My Love Of Turn‑Based Tactics Games

One of my fondest gaming memories goes back to a month when a friend was crashing at my place. We decided, almost on a whim, to play through XCOM 2 together. It’s not a co‑op game. It’s not even pretending to be one. But we made it co‑op anyway.

We played on an actual Xbox, passing the controller back and forth. He had “his” soldiers, I had mine. Every mission deploys four units, so he’d take two and I’d take two. And somehow, that simple arrangement created one of the richest gaming experiences of my life. We still remember the final mission vividly — the tension, the triumph, the way we posed for photos with our characters like they were real comrades we’d fought alongside.

That month set the gold standard for how I experience turn‑based tactics games.

A Genre That’s Quietly Booming

According to Wikipedia, these games fall under the “turn‑based tactics” umbrella — and in the last few years, the genre has quietly exploded. Gears Tactics brought the Gears of War universe into this format. And just recently, I saw Kotaku announce a new Star Wars entry called Star Wars: Zero Company, which looks like it’s following the same formula.

This is exactly the direction I love to see. These games are perfect for co‑op, even when they aren’t designed for it. They’re slow, thoughtful, strategic — the kind of experience where you can sit with a friend, talk through every move, debate tactics, and celebrate (or mourn) the consequences together.

My Dream Weekend

I keep a personal database of turn‑based tactics games. Whenever I know a friend is visiting — ideally for a weekend, or even better, a week — I start planning. These games often support up to four players, so my ideal scenario is three friends visiting, all of us sitting together, eating, watching movies, talking, and sinking into a long campaign.

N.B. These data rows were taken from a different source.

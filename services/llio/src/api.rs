/////////////////////// UART TYPE
#[derive(Debug, rkyv::Archive, rkyv::Serialize, rkyv::Deserialize)]
pub enum UartType {
    Kernel,
    Log,
    Application,
    Invalid,
}
// from/to for Xous messages
impl From<usize> for UartType {
    fn from(code: usize) -> Self {
        match code {
            0 => UartType::Kernel,
            1 => UartType::Log,
            2 => UartType::Application,
            _ => UartType::Invalid,
        }
    }
}
impl Into<usize> for UartType {
    fn into(self) -> usize {
        match self {
            UartType::Kernel => 0,
            UartType::Log => 1,
            UartType::Application => 2,
            UartType::Invalid => 3,
        }
    }
}
// for the actual bitmask going to hardware
impl Into<u32> for UartType {
    fn into(self) -> u32 {
        match self {
            UartType::Kernel => 0,
            UartType::Log => 1,
            UartType::Application => 2,
            UartType::Invalid => 3,
        }
    }
}

/////////////////////// I2C
pub (crate) const I2C_MAX_LEN: usize = 33;
// a small book-keeping struct used to report back to I2C requestors as to the status of a transaction
#[derive(Debug, Copy, Clone, rkyv::Archive, rkyv::Serialize, rkyv::Deserialize, Eq, PartialEq)]
pub enum I2cStatus {
    /// used only as the default, should always be set to one of the below before sending
    Uninitialized,
    /// used by a managing process to indicate a request
    RequestIncoming,
    /// everything was OK, request in progress
    ResponseInProgress,
    /// we tried to process your request, but there was a timeout
    ResponseTimeout,
    /// I2C had a NACK on the request
    ResponseNack,
    /// the I2C bus is currently busy and your request was ignored
    ResponseBusy,
    /// the request was malformed
    ResponseFormatError,
    /// everything is OK, data here should be valid
    ResponseReadOk,
    /// everything is OK, write finished. data fields have no meaning
    ResponseWriteOk,
}
#[derive(Debug, num_derive::FromPrimitive, num_derive::ToPrimitive)]
pub(crate) enum I2cCallback {
    Result,
    Drop,
}
// maybe once things stabilize, it's probably a good idea to make this structure private to the crate,
// and create a "public" version for return values via callbacks. But for now, it's pretty
// convenient to reach into the state of the I2C machine to debug problems in the callbacks.
#[derive(Debug, Copy, Clone, rkyv::Archive, rkyv::Serialize, rkyv::Deserialize)]
pub struct I2cTransaction {
    pub bus_addr: u8,
    // write address and read address are encoded in the packet field below
    pub txbuf: Option<[u8; I2C_MAX_LEN]>, // long enough for a 256-byte operation + 2 bytes of "register address"
    pub txlen: u32,
    pub rxbuf: Option<[u8; I2C_MAX_LEN]>,
    pub rxlen: u32,
    pub listener: Option<(u32, u32, u32, u32)>, // where Rx split transactions should be routed to
    pub timeout_ms: u32,
    pub status: I2cStatus,
    pub callback_id: u32, // used by callback routines to help identify a return value
}
impl I2cTransaction {
    pub fn new() -> Self {
        I2cTransaction{ bus_addr: 0, txbuf: None, txlen: 0, rxbuf: None, rxlen: 0, timeout_ms: 500, status: I2cStatus::Uninitialized, listener: None, callback_id: 0 }
    }
}
#[derive(Debug, num_derive::FromPrimitive, num_derive::ToPrimitive)]
pub(crate) enum I2cOpcode {
    /// initiate an I2C transaction
    I2cTxRx,
    /// from i2c interrupt handler (internal API only)
    IrqI2cTxrxWriteDone,
    IrqI2cTxrxReadDone,
    /// checks if the I2C engine is currently busy, for polling implementations
    I2cIsBusy,
    /// SuspendResume callback
    SuspendResume,
    Quit,
}

////////////////////////////////// VIBE
#[derive(Debug, rkyv::Archive, rkyv::Serialize, rkyv::Deserialize)]
pub enum VibePattern {
    Short,
    Long,
    Double,
}
impl From<usize> for VibePattern {
    fn from(pattern: usize) -> Self {
        match pattern {
            0 => VibePattern::Long,
            1 => VibePattern::Double,
            _ => VibePattern::Short,
        }
    }
}
impl Into<usize> for VibePattern {
    fn into(self) -> usize {
        match self {
            VibePattern::Long => 0,
            VibePattern::Double => 1,
            VibePattern::Short => 0xffff_ffff,
        }
    }
}

//////////////////////////////// CLOCK GATING (placeholder)
#[derive(Debug, rkyv::Archive, rkyv::Serialize, rkyv::Deserialize)]
pub enum ClockMode {
    Low,
    AllOn,
}
impl From<usize> for ClockMode {
    fn from(mode: usize) -> Self {
        match mode {
            0 => ClockMode::Low,
            _ => ClockMode::AllOn,
        }
    }
}
impl Into<usize> for ClockMode {
    fn into(self) -> usize {
        match self {
            ClockMode::Low => 0,
            ClockMode::AllOn => 0xffff_ffff,
        }
    }
}

pub(crate) const SERVER_NAME_LLIO: &str      = "_Low Level I/O manager_";
pub(crate) const SERVER_NAME_I2C: &str       = "_Threaded I2C manager_";
//////////////////////////////////// OPCODES
#[derive(Debug, num_derive::FromPrimitive, num_derive::ToPrimitive)]
pub(crate) enum Opcode {
    /// not tested - set CRG parameters
    CrgMode, //(ClockMode),

    /// not tested -- set GPIO
    GpioDataOut, //(u32),
    GpioDataIn,
    GpioDataDrive, //(u32),
    GpioIntMask, //(u32),
    GpioIntAsFalling, //(u32),
    GpioIntPending,
    GpioIntEna, //(u32),
    GpioIntSubscribe, //(String<64>), // TODO
    GpioIntHappened,

    /// set UART mux
    UartMux, //(UartType),

    //TODO InfoLitexId, //(String<64>), // TODO: returns the ASCII string baked into the FPGA that describes the FPGA build, inside Registration
    InfoDna,
    InfoGit,
    InfoPlatform,
    InfoTarget,

    /// partially tested -- power
    PowerAudio, //(bool),
    PowerSelf, //(bool), // setting this to false allows the EC to turn off our power
    PowerBoostMode, //(bool),
    PowerCrypto,
    PowerCryptoStatus,
    WfiOverride,
    DebugPowerdown,
    DebugWakeup,
    EcSnoopAllow, //(bool),
    EcReset,
    EcPowerOn,
    SelfDestruct, //(u32), // requires a series of writes to enable

    /// vibe motor
    Vibe, //(VibePattern),

    /// not tested -- xadc
    AdcVbus,
    AdcVccInt,
    AdcVccAux,
    AdcVccBram,
    AdcUsbN,
    AdcUsbP,
    AdcTemperature,
    AdcGpio5,
    AdcGpio2,

    /// partially tested -- events
    EventComSubscribe, //(String<64>),
    EventRtcSubscribe, //(String<64>),
    EventUsbAttachSubscribe, //(String<64>),
    EventComEnable, //(bool),
    EventRtcEnable, //(bool),
    EventUsbAttachEnable, //(bool),

    /// internal from handler to main loop
    EventComHappened,
    EventRtcHappened,
    EventUsbHappened,

    /// SuspendResume callback
    SuspendResume,

    /// Exit the server
    Quit,
}

#[derive(Debug, num_derive::FromPrimitive, num_derive::ToPrimitive)]
pub(crate) enum EventCallback {
    Event,
    Drop,
}

/*
Implementation note: we use a ScalarHook with a two-stage message passing so we don't leak
the local SID. The local SID should be considered a secret, and not shared. A two-stage
message passing system creates a dedicated, one-time use server and shares this SID with
the LLIO server, thus protecting the local SID from disclosure.
*/
#[derive(Debug, rkyv::Archive, rkyv::Serialize, rkyv::Deserialize, Copy, Clone)]
pub(crate) struct ScalarHook {
    pub sid: (u32, u32, u32, u32),
    pub id: u32,  // ID of the scalar message to send through (e.g. the discriminant of the Enum on the caller's side API)
    pub cid: xous::CID,   // caller-side connection ID for the scalar message to route to. Created by the caller before hooking.
}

There’s something magical about that rhythm: real life and game life blending together, conversations flowing between strategy and everything else happening in our lives.

Why These Games Should Embrace Online Co‑op

As much as I love couch co‑op, the reality is that many of my friends live far away. And most turn‑based tactics games simply aren’t built for online multiplayer. They’re single‑player by design, and that’s a shame, because the genre is perfect for asynchronous online play.

Turn‑based games are basically modern chess — except richer, more cinematic, and more emotionally engaging. They’re ideal for players in different time zones. You log in, take your turn, think through your strategy, send a message to your friend, and they take their turn when they wake up. A campaign could last weeks or months, and that’s part of the charm.

I hope future games embrace this. The potential is enormous.

A Rare Example Done Right

One game that did get online co‑op right was Divinity: Original Sin 2. I played it with a friend over the course of maybe a month, and it was one of the best co‑op experiences I’ve ever had. It proved that deep, tactical, story‑driven games can absolutely thrive in an online co‑op format.

It’s the model I wish more studios would follow.

Looking Ahead

I’m thrilled that more turn‑based tactics games are being announced. Every new title feels like another opportunity to recreate that XCOM 2 magic — the shared tension, the laughter, the debates, the stories that stay with you long after the credits roll.

Whether it’s on a couch with a shared controller or online across continents, this is the way I love to play games: slowly, thoughtfully, collaboratively, with friends who are just as invested in the story as I am.